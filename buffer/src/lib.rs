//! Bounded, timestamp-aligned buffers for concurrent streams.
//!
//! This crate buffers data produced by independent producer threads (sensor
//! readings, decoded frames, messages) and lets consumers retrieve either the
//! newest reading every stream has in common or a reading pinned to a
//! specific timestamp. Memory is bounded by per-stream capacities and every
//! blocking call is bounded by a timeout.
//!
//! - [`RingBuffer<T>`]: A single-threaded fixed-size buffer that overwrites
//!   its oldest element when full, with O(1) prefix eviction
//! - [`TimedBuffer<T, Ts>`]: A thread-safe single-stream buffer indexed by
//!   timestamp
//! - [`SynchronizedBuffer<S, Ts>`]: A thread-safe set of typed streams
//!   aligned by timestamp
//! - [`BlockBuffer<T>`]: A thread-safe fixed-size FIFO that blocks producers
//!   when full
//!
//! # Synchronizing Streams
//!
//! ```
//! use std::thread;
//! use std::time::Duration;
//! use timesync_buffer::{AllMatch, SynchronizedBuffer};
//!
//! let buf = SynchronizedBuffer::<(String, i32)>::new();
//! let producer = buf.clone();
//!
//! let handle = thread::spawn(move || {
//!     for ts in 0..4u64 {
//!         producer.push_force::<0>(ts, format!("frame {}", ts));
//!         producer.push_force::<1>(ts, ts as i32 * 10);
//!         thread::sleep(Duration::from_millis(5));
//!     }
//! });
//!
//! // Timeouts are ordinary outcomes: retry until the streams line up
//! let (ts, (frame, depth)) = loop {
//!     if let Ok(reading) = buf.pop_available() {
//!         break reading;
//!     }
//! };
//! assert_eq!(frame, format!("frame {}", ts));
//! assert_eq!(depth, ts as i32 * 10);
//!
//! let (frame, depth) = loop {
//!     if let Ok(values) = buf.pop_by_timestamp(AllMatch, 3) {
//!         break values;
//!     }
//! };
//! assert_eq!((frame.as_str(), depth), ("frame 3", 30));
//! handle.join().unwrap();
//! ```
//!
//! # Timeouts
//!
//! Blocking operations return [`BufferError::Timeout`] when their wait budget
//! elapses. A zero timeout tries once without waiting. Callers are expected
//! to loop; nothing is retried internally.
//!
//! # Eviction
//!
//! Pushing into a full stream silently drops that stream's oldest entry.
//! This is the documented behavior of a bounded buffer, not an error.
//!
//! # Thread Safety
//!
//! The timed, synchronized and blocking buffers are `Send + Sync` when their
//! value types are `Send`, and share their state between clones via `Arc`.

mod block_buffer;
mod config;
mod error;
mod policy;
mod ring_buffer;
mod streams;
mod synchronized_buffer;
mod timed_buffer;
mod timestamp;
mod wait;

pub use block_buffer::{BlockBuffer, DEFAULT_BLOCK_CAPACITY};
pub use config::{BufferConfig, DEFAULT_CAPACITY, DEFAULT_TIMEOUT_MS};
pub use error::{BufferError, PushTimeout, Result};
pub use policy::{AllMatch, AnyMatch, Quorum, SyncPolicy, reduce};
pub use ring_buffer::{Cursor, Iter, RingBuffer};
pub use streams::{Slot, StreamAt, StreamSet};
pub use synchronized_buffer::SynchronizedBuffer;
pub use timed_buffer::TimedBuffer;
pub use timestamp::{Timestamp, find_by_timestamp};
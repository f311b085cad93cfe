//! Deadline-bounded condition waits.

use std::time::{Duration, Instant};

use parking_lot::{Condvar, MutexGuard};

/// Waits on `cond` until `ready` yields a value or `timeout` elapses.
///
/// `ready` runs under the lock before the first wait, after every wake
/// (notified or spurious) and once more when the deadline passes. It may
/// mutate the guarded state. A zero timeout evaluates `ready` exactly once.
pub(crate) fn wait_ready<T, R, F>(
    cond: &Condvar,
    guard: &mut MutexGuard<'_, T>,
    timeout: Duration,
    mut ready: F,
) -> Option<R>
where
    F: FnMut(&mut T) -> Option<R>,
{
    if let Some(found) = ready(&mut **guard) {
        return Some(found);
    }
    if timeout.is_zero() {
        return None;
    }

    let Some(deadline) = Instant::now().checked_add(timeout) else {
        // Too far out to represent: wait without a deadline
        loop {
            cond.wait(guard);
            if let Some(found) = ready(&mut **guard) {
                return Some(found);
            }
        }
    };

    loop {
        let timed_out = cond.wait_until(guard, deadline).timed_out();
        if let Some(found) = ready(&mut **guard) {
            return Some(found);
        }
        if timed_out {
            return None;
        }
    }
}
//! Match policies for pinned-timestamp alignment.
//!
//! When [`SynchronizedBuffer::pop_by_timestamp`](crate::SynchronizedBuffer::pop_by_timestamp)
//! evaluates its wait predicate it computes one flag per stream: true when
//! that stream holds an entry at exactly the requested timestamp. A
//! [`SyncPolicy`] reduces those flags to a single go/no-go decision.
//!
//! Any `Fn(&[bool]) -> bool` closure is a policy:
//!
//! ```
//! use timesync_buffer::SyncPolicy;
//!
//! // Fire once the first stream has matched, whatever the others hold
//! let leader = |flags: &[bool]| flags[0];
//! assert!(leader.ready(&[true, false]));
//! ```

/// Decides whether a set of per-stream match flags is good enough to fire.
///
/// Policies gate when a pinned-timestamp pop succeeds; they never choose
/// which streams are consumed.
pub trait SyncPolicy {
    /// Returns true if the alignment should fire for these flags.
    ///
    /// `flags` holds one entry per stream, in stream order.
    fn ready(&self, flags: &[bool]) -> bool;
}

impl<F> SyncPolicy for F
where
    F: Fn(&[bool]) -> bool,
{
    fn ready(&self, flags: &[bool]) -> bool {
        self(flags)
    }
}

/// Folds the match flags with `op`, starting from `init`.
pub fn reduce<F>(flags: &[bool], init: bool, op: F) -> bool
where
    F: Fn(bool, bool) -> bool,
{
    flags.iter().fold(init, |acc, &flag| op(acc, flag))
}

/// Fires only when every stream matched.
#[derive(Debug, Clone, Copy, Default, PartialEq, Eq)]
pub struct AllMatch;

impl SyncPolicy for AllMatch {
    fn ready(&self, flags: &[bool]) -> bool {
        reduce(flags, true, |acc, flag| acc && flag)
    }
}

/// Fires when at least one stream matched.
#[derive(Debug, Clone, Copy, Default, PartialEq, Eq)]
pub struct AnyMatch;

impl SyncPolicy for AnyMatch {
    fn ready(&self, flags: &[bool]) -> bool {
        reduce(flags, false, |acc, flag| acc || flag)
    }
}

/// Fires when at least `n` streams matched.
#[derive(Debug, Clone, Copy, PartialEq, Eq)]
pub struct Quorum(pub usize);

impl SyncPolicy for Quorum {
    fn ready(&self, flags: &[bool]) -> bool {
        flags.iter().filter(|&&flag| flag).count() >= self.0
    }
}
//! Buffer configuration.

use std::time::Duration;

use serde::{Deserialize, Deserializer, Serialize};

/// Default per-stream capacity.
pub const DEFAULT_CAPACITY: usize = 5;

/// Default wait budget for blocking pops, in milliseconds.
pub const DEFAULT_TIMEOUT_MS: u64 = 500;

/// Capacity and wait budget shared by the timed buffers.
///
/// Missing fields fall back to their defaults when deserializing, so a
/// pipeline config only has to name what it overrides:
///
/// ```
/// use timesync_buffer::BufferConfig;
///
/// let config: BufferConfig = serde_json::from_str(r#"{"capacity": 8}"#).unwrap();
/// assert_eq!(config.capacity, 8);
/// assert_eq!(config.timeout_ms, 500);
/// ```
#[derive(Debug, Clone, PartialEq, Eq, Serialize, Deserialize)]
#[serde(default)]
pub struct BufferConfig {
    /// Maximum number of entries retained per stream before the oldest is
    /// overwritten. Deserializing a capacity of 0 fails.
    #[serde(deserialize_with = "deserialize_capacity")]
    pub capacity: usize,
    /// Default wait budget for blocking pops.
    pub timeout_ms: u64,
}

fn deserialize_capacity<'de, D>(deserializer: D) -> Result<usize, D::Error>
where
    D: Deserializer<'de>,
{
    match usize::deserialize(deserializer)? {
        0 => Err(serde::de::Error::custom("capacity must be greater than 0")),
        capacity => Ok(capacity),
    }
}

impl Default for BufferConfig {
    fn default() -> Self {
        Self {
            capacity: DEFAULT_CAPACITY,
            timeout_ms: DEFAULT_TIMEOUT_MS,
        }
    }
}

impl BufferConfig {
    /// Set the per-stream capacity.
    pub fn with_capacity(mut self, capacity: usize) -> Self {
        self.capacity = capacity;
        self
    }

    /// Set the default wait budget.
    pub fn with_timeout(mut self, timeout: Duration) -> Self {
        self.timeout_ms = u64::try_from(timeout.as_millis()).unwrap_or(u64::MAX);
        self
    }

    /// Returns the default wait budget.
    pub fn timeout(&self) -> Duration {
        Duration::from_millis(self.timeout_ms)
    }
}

○ ○ ○

Going through the material above, work out how many lines contain the string "pinned" and give only that figure.

3